[Opening Extracted entries section]
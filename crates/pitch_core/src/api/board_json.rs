//! JSON entry points for the presentation layer.
//!
//! Each function takes a JSON request string and returns a JSON response
//! string; failures come back as `{"success": false, "error": ...}` with the
//! message rendered from [`BoardError`]. These wrappers stay thin — all
//! behavior lives in `engine`.
//!
//! Pure queries carry just the roster. Stateful operations carry the full
//! board blob and return it updated; the undo history is session-local and
//! never part of the blob, so undo stays on [`PitchBoard`] itself.

use crate::engine::board::PitchBoard;
use crate::engine::clock::{GameClock, TickOutcome};
use crate::engine::planner::{plan_auto_subs, PlanConfig};
use crate::engine::{assignment, eligibility};
use crate::error::BoardError;
use crate::models::{formations_for, Category, Player, SubstitutionEvent};
use crate::save::BoardSave;
use serde::{Deserialize, Serialize};

#[derive(Debug, Serialize)]
struct ErrorResponse {
    success: bool,
    error: String,
}

fn error_json(err: BoardError) -> String {
    let response = ErrorResponse { success: false, error: err.to_string() };
    serde_json::to_string(&response)
        .unwrap_or_else(|_| r#"{"success":false,"error":"serialization failure"}"#.to_string())
}

fn ok_json<T: Serialize>(response: &T) -> String {
    match serde_json::to_string(response) {
        Ok(json) => json,
        Err(err) => error_json(BoardError::from(err)),
    }
}

fn parse_request<T: serde::de::DeserializeOwned>(request_json: &str) -> Result<T, BoardError> {
    serde_json::from_str(request_json).map_err(|err| BoardError::Deserialization(err.to_string()))
}

// ========================
// Pure queries
// ========================

#[derive(Debug, Deserialize)]
pub struct AssignFormationRequest {
    pub players: Vec<Player>,
    pub team_size: usize,
    #[serde(default)]
    pub selected_formation_index: usize,
}

#[derive(Debug, Serialize)]
pub struct AssignFormationResponse {
    pub success: bool,
    pub formation: String,
    pub players: Vec<Player>,
}

pub fn assign_formation_json(request_json: &str) -> String {
    let mut request: AssignFormationRequest = match parse_request(request_json) {
        Ok(r) => r,
        Err(err) => return error_json(err),
    };
    let Some(template) =
        formations_for(request.team_size).get(request.selected_formation_index)
    else {
        return error_json(BoardError::InvalidFormation(format!(
            "no template at index {} for team size {}",
            request.selected_formation_index, request.team_size
        )));
    };
    assignment::assign_formation(&mut request.players, template);
    ok_json(&AssignFormationResponse {
        success: true,
        formation: template.name.clone(),
        players: request.players,
    })
}

#[derive(Debug, Deserialize)]
pub struct BenchCandidatesRequest {
    pub players: Vec<Player>,
    pub pitch_player_id: String,
}

#[derive(Debug, Serialize)]
pub struct PlayerIdsResponse {
    pub success: bool,
    pub player_ids: Vec<String>,
}

pub fn bench_candidates_json(request_json: &str) -> String {
    let request: BenchCandidatesRequest = match parse_request(request_json) {
        Ok(r) => r,
        Err(err) => return error_json(err),
    };
    let player_ids =
        eligibility::valid_bench_candidates(&request.players, &request.pitch_player_id);
    ok_json(&PlayerIdsResponse { success: true, player_ids })
}

#[derive(Debug, Deserialize)]
pub struct SwapTargetsRequest {
    pub players: Vec<Player>,
    pub selected_pitch_id: String,
}

pub fn swap_targets_json(request_json: &str) -> String {
    let request: SwapTargetsRequest = match parse_request(request_json) {
        Ok(r) => r,
        Err(err) => return error_json(err),
    };
    let player_ids = eligibility::valid_swap_targets(&request.players, &request.selected_pitch_id);
    ok_json(&PlayerIdsResponse { success: true, player_ids })
}

#[derive(Debug, Deserialize)]
pub struct MovablePlayersRequest {
    pub players: Vec<Player>,
    pub bench_player_id: String,
    pub required_category: Category,
    #[serde(default)]
    pub replaced_pitch_id: Option<String>,
}

pub fn movable_players_json(request_json: &str) -> String {
    let request: MovablePlayersRequest = match parse_request(request_json) {
        Ok(r) => r,
        Err(err) => return error_json(err),
    };
    let player_ids = eligibility::movable_pitch_players(
        &request.players,
        &request.bench_player_id,
        request.required_category,
        request.replaced_pitch_id.as_deref(),
    );
    ok_json(&PlayerIdsResponse { success: true, player_ids })
}

#[derive(Debug, Deserialize)]
pub struct PlanRequest {
    pub players: Vec<Player>,
    pub clock: GameClock,
    #[serde(default)]
    pub config: Option<PlanConfig>,
}

#[derive(Debug, Serialize)]
pub struct PlanResponse {
    pub success: bool,
    pub events: Vec<SubstitutionEvent>,
}

pub fn plan_auto_subs_json(request_json: &str) -> String {
    let request: PlanRequest = match parse_request(request_json) {
        Ok(r) => r,
        Err(err) => return error_json(err),
    };
    let events =
        plan_auto_subs(&request.players, &request.clock, request.config.unwrap_or_default());
    ok_json(&PlanResponse { success: true, events })
}

// ========================
// Stateful board operations
// ========================

#[derive(Debug, Deserialize)]
pub struct BoardRequest {
    pub board: BoardSave,
    #[serde(default)]
    pub now_ms: u64,
}

#[derive(Debug, Serialize)]
pub struct BoardResponse {
    pub success: bool,
    pub board: BoardSave,
}

#[derive(Debug, Serialize)]
pub struct TickResponse {
    pub success: bool,
    pub outcome: String,
    pub notifications: Vec<String>,
    pub board: BoardSave,
}

/// One driver-loop step: tick the clock, then fire any due planned events.
pub fn tick_json(request_json: &str) -> String {
    let request: BoardRequest = match parse_request(request_json) {
        Ok(r) => r,
        Err(err) => return error_json(err),
    };
    let mut board = PitchBoard::from_save(request.board);
    let outcome = board.tick(request.now_ms);
    let notifications = board.fire_due_events(request.now_ms);
    let outcome = match outcome {
        TickOutcome::Idle => "idle",
        TickOutcome::Advanced => "advanced",
        TickOutcome::HalfTime => "half_time",
        TickOutcome::FullTime => "full_time",
    };
    ok_json(&TickResponse {
        success: true,
        outcome: outcome.to_string(),
        notifications,
        board: board.to_save(),
    })
}

#[derive(Debug, Serialize)]
pub struct ToggleResponse {
    pub success: bool,
    pub running: bool,
    pub board: BoardSave,
}

pub fn toggle_json(request_json: &str) -> String {
    let request: BoardRequest = match parse_request(request_json) {
        Ok(r) => r,
        Err(err) => return error_json(err),
    };
    let mut board = PitchBoard::from_save(request.board);
    let running = board.toggle(request.now_ms);
    ok_json(&ToggleResponse { success: true, running, board: board.to_save() })
}

pub fn reset_json(request_json: &str) -> String {
    let request: BoardRequest = match parse_request(request_json) {
        Ok(r) => r,
        Err(err) => return error_json(err),
    };
    let mut board = PitchBoard::from_save(request.board);
    board.reset();
    ok_json(&BoardResponse { success: true, board: board.to_save() })
}

#[derive(Debug, Deserialize)]
pub struct RecalculatePlanRequest {
    pub board: BoardSave,
    #[serde(default)]
    pub excluded_out: Option<String>,
    #[serde(default)]
    pub excluded_in: Option<String>,
}

pub fn recalculate_plan_json(request_json: &str) -> String {
    let request: RecalculatePlanRequest = match parse_request(request_json) {
        Ok(r) => r,
        Err(err) => return error_json(err),
    };
    let mut board = PitchBoard::from_save(request.board);
    let excluded = request.excluded_out.as_deref().zip(request.excluded_in.as_deref());
    board.recalculate_plan(excluded);
    ok_json(&BoardResponse { success: true, board: board.to_save() })
}

#[derive(Debug, Deserialize)]
pub struct RecordGoalRequest {
    pub board: BoardSave,
    #[serde(default)]
    pub scorer_id: Option<String>,
    #[serde(default)]
    pub is_opponent_goal: bool,
}

#[derive(Debug, Serialize)]
pub struct RecordGoalResponse {
    pub success: bool,
    /// (our goals, opponent goals)
    pub score: (u32, u32),
    pub board: BoardSave,
}

pub fn record_goal_json(request_json: &str) -> String {
    let request: RecordGoalRequest = match parse_request(request_json) {
        Ok(r) => r,
        Err(err) => return error_json(err),
    };
    let mut board = PitchBoard::from_save(request.board);
    board.record_goal(request.scorer_id.as_deref(), request.is_opponent_goal);
    ok_json(&RecordGoalResponse { success: true, score: board.score(), board: board.to_save() })
}
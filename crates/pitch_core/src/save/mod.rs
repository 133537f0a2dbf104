//! Durable storage of the pitch-board blob.
//!
//! Format: MessagePack → LZ4 → SHA-256 checksum, written atomically. Read
//! failures degrade silently to "no saved state".

mod error;
mod format;
mod store;

pub use error::SaveError;
pub use format::{
    current_timestamp, decompress_and_deserialize, serialize_and_compress, BoardSave,
};
pub use store::BoardStore;

/// Current save format version.
pub const SAVE_VERSION: u32 = 1;
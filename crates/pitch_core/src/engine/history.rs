//! Bounded undo history over roster snapshots.

use crate::models::Player;

/// Maximum number of snapshots kept; older entries are dropped.
pub const MAX_UNDO_DEPTH: usize = 10;

/// How long the UI "undo available" affordance stays up after a push. The
/// stack itself is not cleared when this expires.
pub const UNDO_AFFORDANCE_MS: u64 = 30_000;

#[derive(Debug, Clone, PartialEq)]
pub struct UndoSnapshot {
    pub roster: Vec<Player>,
    pub description: String,
}

#[derive(Debug, Default)]
pub struct UndoStack {
    entries: Vec<UndoSnapshot>,
    last_push_ms: Option<u64>,
}

impl UndoStack {
    pub fn new() -> Self {
        Self::default()
    }

    /// Snapshot the pre-mutation roster. Called by every mutating operation
    /// before it touches the roster.
    pub fn push(&mut self, roster: &[Player], description: impl Into<String>, now_ms: u64) {
        if self.entries.len() == MAX_UNDO_DEPTH {
            self.entries.remove(0);
        }
        self.entries.push(UndoSnapshot {
            roster: roster.to_vec(),
            description: description.into(),
        });
        self.last_push_ms = Some(now_ms);
    }

    /// Pop the most recent snapshot, or `None` on an empty stack.
    pub fn pop(&mut self) -> Option<UndoSnapshot> {
        self.entries.pop()
    }

    /// Whether the UI affordance should still be shown.
    pub fn undo_available(&self, now_ms: u64) -> bool {
        match self.last_push_ms {
            Some(pushed) if !self.entries.is_empty() => {
                now_ms.saturating_sub(pushed) < UNDO_AFFORDANCE_MS
            }
            _ => false,
        }
    }

    pub fn len(&self) -> usize {
        self.entries.len()
    }

    pub fn is_empty(&self) -> bool {
        self.entries.is_empty()
    }

    pub fn clear(&mut self) {
        self.entries.clear();
        self.last_push_ms = None;
    }
}

#[cfg(test)]
mod tests {
    use super::*;

    fn roster(tag: &str) -> Vec<Player> {
        vec![Player::new(tag, tag, 1)]
    }

    #[test]
    fn pop_restores_in_lifo_order() {
        let mut stack = UndoStack::new();
        stack.push(&roster("s1"), "first", 0);
        stack.push(&roster("s2"), "second", 0);

        let top = stack.pop().unwrap();
        assert_eq!(top.description, "second");
        assert_eq!(top.roster[0].id, "s2");

        let next = stack.pop().unwrap();
        assert_eq!(next.roster[0].id, "s1");

        assert!(stack.pop().is_none());
    }

    #[test]
    fn depth_is_bounded_dropping_oldest() {
        let mut stack = UndoStack::new();
        for i in 0..MAX_UNDO_DEPTH + 3 {
            stack.push(&roster(&format!("s{}", i)), format!("push {}", i), 0);
        }
        assert_eq!(stack.len(), MAX_UNDO_DEPTH);

        // Oldest three were dropped; deepest surviving entry is s3.
        while stack.len() > 1 {
            stack.pop();
        }
        assert_eq!(stack.pop().unwrap().roster[0].id, "s3");
    }

    #[test]
    fn affordance_expires_after_thirty_seconds() {
        let mut stack = UndoStack::new();
        stack.push(&roster("s1"), "push", 1_000);

        assert!(stack.undo_available(1_000));
        assert!(stack.undo_available(1_000 + UNDO_AFFORDANCE_MS - 1));
        assert!(!stack.undo_available(1_000 + UNDO_AFFORDANCE_MS));

        // Expiry does not clear the stack.
        assert_eq!(stack.len(), 1);
    }

    #[test]
    fn affordance_requires_entries() {
        let mut stack = UndoStack::new();
        stack.push(&roster("s1"), "push", 0);
        stack.pop();
        assert!(!stack.undo_available(0));
    }
}
//! # pitch_core - Match-Day Pitch Board Engine
//!
//! This library implements the substitution and game-clock engine behind the
//! club app's pitch-board feature:
//!
//! - greedy formation assignment under position-eligibility constraints
//! - pure eligibility queries (bench candidates, swap targets, movers)
//! - fairness-based auto-substitution planning with live recompute
//! - a two-half game clock with wall-clock catch-up after suspension
//! - a bounded undo history over roster mutations
//!
//! All state is held by explicit values ([`PitchBoard`], [`GameClock`]);
//! there are no singletons, so every piece is independently testable. A JSON
//! API for the presentation layer lives in [`api`], durable storage of the
//! board blob in [`save`].

// Struct initialization pattern used intentionally
#![allow(clippy::field_reassign_with_default)]

pub mod api;
pub mod engine;
pub mod error;
pub mod models;
pub mod save;

pub use engine::{
    assign_formation, movable_pitch_players, plan_auto_subs, plan_excluding,
    valid_bench_candidates, valid_swap_targets, GameClock, PitchBoard, PlanConfig, TickOutcome,
    UndoSnapshot, UndoStack,
};
pub use error::{BoardError, Result};
pub use models::{
    formations_for, Category, Eligibility, FormationTemplate, GoalEvent, PitchCoord, Player,
    PositionSwap, Slot, SubstitutionEvent,
};
pub use save::{BoardSave, BoardStore, SaveError, SAVE_VERSION};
[Closing Extracted entries section]
Search the data and copy each line containing "BoardError".

◆ **Result for this exercise**
//! message rendered from [`BoardError`]. These wrappers stay thin — all
use crate::error::BoardError;
fn error_json(err: BoardError) -> String {
        Err(err) => error_json(BoardError::from(err)),
fn parse_request<T: serde::de::DeserializeOwned>(request_json: &str) -> Result<T, BoardError> {
    serde_json::from_str(request_json).map_err(|err| BoardError::Deserialization(err.to_string()))
        return error_json(BoardError::InvalidFormation(format!(
pub use error::{BoardError, Result};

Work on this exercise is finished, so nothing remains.